WARNING: Silly explanation of how I came to this week’s #trashouttuesday project below.
This past weekend Brian and I were excited to go on a date night (of course because HELLOOOO DATE NIGHT!!!!) and to also celebrate the engagement of 2 sweet friends we’ve known since we were kids.
Date night consisted of getting all dressed up and attending their engagement dinner, then because we are just crazy, we went on dinner round 2 by ourselves…I mean – we had a sitter and why would we not???
I must be completely honest and tell you that we were going to see long time friends at this dinner whom we haven’t seen in AGES (one which happened to be my first serious boyfriend – and Brian totally reminded me of this while we’re getting dressed…just lovely…hahahah!).
Knowing the people we’d see – I wanted to wear something that I felt beautiful in – something comfortable and something that complimented my current body situation (which is heavier than I’ve been in years). Y’all know about those kinds of situations, right??
I settled on my favorite black top and a long flowing skirt. I should have taken a photo, but I forgot.
As we got ready to leave I felt more confident and beautiful than I have in a very long time. I didn’t realize how uncomfortable I’ve been in my clothes and with my body until I remembered what it felt like to actually feel beautiful. I don’t even know if that makes sense.
All I knew was that I wanted to feel like that more often.
The minute we walked into dinner, one of our family friends totally caught me off guard and complimented me looking like a model – to which I immediately laughed!!
Now. Wait a hot minute.
I don’t get those kinds of compliments every day.
I assured her it was all an illusion 🙂
As we sat down to eat, something strange hit me.
Why would I wear clothes that don’t make me feel beautiful like this??
I even told Brian at dinner how I wanted to go home and clean out all my clothes that don’t make me feel beautiful. It simply doesn’t make sense to keep things that make me feel less than beautiful.
That brings us to today.
I wish I had time to purge my entire closet, but that ain’t happening anytime soon. Especially with our room looking like this most days:
I knew I couldn’t tackle it all in one afternoon and I was seriously tempted to just put it off ’til later.
So, instead I started small.
Shirts. Just shirts.
I gathered every shirt (not including tank tops and tshirts) I could find.
There were over 70 shirts. Oh goodness.
I probably shouldn’t mention that I know there are more in the dirty clothes.
As I went through each item, I immediately knew that some of them needed to be gone. Easy.
Some, I needed to try on and get a feel. This was important because so many times I find myself in my closet trying on items and getting frustrated because things just don’t fit. Then, they go into a pile in the floor until I hang everything back up again and by then I’ve forgotten what didn’t fit and what did and – well, you get this crazy cycle.
I’m proud to say that almost half of my shirts went into the donate pile.

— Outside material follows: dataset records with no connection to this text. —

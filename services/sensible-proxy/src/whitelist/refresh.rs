//! Periodic whitelist refresh.
//!
//! The whitelist resource is plain text, one SHA-1 hex digest per line.
//! A failed fetch pushes an empty snapshot, so an unreachable resource
//! opens the proxy up instead of locking every client out.

use std::sync::Arc;
use std::time::Duration;

use anyhow::{Context, Result};
use async_trait::async_trait;
use tokio::time::MissedTickBehavior;
use tracing::{info, warn};

use super::store::{WhitelistStore, DIGEST_HEX_LEN};

/// Default refresh interval.
pub const DEFAULT_REFRESH_INTERVAL: Duration = Duration::from_secs(60);

/// Anything that can produce the current list of whitelist digests.
#[async_trait]
pub trait WhitelistSource: Send + Sync {
    async fn fetch(&self) -> Result<Vec<String>>;
}

/// Keep only lines that are exactly one hex SHA-1 long.
pub fn parse_whitelist(body: &str) -> Vec<String> {
    body.split('\n')
        .filter(|line| line.len() == DIGEST_HEX_LEN)
        .map(str::to_string)
        .collect()
}

/// Whitelist fetched over HTTP(S).
#[derive(Debug, Clone)]
pub struct HttpWhitelistSource {
    client: reqwest::Client,
    url: String,
}

impl HttpWhitelistSource {
    pub fn new(url: impl Into<String>) -> Result<Self> {
        let client = reqwest::Client::builder()
            .user_agent(concat!("sensible-proxy/", env!("CARGO_PKG_VERSION")))
            .timeout(Duration::from_secs(30))
            .build()
            .context("Failed to build whitelist HTTP client")?;

        Ok(Self {
            client,
            url: url.into(),
        })
    }
}

#[async_trait]
impl WhitelistSource for HttpWhitelistSource {
    async fn fetch(&self) -> Result<Vec<String>> {
        let resp = self.client.get(&self.url).send().await?;

        if !resp.status().is_success() {
            return Err(anyhow::anyhow!(
                "whitelist fetch failed (status={})",
                resp.status()
            ));
        }

        let body = resp
            .text()
            .await
            .context("Failed to read whitelist body")?;
        Ok(parse_whitelist(&body))
    }
}

/// Pushes fresh whitelist snapshots into the store on a fixed interval.
pub struct WhitelistRefresher {
    source: Arc<dyn WhitelistSource>,
    store: Arc<WhitelistStore>,
    interval: Duration,
}

impl WhitelistRefresher {
    pub fn new(
        source: Arc<dyn WhitelistSource>,
        store: Arc<WhitelistStore>,
        interval: Duration,
    ) -> Self {
        Self {
            source,
            store,
            interval,
        }
    }

    /// Fetch once and replace the store's snapshot. Returns the entry count.
    pub async fn refresh_once(&self) -> usize {
        let entries = match self.source.fetch().await {
            Ok(entries) => entries,
            Err(e) => {
                warn!(error = %e, "Whitelist fetch failed");
                Vec::new()
            }
        };

        let count = entries.len();
        if count > 0 {
            info!(entry_count = count, "Fetched white listed domains");
        } else {
            warn!("Could not find whitelist, allowing all domains");
        }

        self.store.set(entries);
        count
    }

    /// Refresh immediately, then on every tick. Never returns.
    pub async fn run(self) {
        let mut ticker = tokio::time::interval(self.interval);
        ticker.set_missed_tick_behavior(MissedTickBehavior::Delay);

        loop {
            ticker.tick().await;
            self.refresh_once().await;
        }
    }
}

A few were pregnancy shirts (I’m embarrassed to admit that they’ve been in the closet for almost 2 years AFTER HAVING THE BABY).

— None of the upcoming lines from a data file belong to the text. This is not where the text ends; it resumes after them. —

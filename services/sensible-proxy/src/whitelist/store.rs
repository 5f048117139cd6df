//! Allowed-domain store.
//!
//! Holds the current whitelist snapshot: SHA-1 hex digests of the hostnames
//! that may be proxied. An empty snapshot means "allow everything".
//!
//! Snapshots are immutable and replaced wholesale, so a reader always sees
//! one complete list, never a half-applied refresh.

use std::collections::HashSet;
use std::sync::Arc;

use arc_swap::ArcSwap;
use sha1::{Digest, Sha1};
use tracing::debug;

/// Length of a hex-encoded SHA-1 digest.
pub const DIGEST_HEX_LEN: usize = 40;

/// SHA-1 of `hostname`, lowercase hex.
pub fn hostname_digest(hostname: &str) -> String {
    hex::encode(Sha1::digest(hostname.as_bytes()))
}

/// Immutable whitelist contents.
#[derive(Debug, Default)]
pub struct WhitelistSnapshot {
    /// Digests in the order they were fetched.
    entries: Vec<String>,
    /// Lookup index over `entries`.
    index: HashSet<String>,
}

impl WhitelistSnapshot {
    /// Build a snapshot, dropping anything that is not exactly 40 characters.
    pub fn new(entries: Vec<String>) -> Self {
        let entries: Vec<String> = entries
            .into_iter()
            .filter(|e| e.len() == DIGEST_HEX_LEN)
            .collect();
        let index = entries.iter().cloned().collect();
        Self { entries, index }
    }

    pub fn entries(&self) -> &[String] {
        &self.entries
    }

    pub fn len(&self) -> usize {
        self.entries.len()
    }

    pub fn is_empty(&self) -> bool {
        self.entries.is_empty()
    }

    pub fn contains(&self, digest: &str) -> bool {
        self.index.contains(digest)
    }

    /// Empty snapshot allows everything; otherwise the digest must be listed.
    pub fn allows(&self, hostname: &str) -> bool {
        self.is_empty() || self.contains(&hostname_digest(hostname))
    }
}

/// Whitelist store shared by every listener and the refresher.
///
/// Uses ArcSwap so the per-connection check never blocks on a refresh.
#[derive(Debug)]
pub struct WhitelistStore {
    snapshot: ArcSwap<WhitelistSnapshot>,
}

impl WhitelistStore {
    /// Create a store with the empty (allow-all) snapshot.
    pub fn new() -> Self {
        Self {
            snapshot: ArcSwap::from_pointee(WhitelistSnapshot::default()),
        }
    }

    /// Create a store pre-seeded with digests.
    pub fn with_entries(entries: Vec<String>) -> Self {
        let store = Self::new();
        store.set(entries);
        store
    }

    /// Replace the whole whitelist in one pointer swap.
    pub fn set(&self, entries: Vec<String>) {
        let snapshot = Arc::new(WhitelistSnapshot::new(entries));
        debug!(entry_count = snapshot.len(), "Whitelist snapshot replaced");
        self.snapshot.store(snapshot);
    }

    /// Current snapshot. Stays valid even if a refresh lands meanwhile.
    pub fn get(&self) -> Arc<WhitelistSnapshot> {
        self.snapshot.load_full()
    }

    /// Whether a digest is in the current snapshot.
    pub fn contains(&self, digest: &str) -> bool {
        self.snapshot.load().contains(digest)
    }

    /// Whether `hostname` may be proxied.
    pub fn is_whitelisted(&self, hostname: &str) -> bool {
        self.snapshot.load().allows(hostname)
    }
}

impl Default for WhitelistStore {
    fn default() -> Self {
        Self::new()
    }
}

In complete honesty, I kept 5 or so of my favorite shirts that are just a tad snug and moved them into the top of my closet. I’m giving myself to the end of the year. If I can’t fit into them by then, they’re gone too.
And now – just the stack of shirts I LOVE remains!
Brock thought I was a little crazy.
But, this – this is amazing:
I never thought I’d see the day all my shirts would fit into one section of my closet.
Unbelievable. This is progress!!!
How about you? Do you struggle keeping items that make you feel less than beautiful?
Go through your closet items one by one and figure out how they make you feel right now. Any items you’re unsure of – set them to the side and give yourself a specific amount of time to make a decision.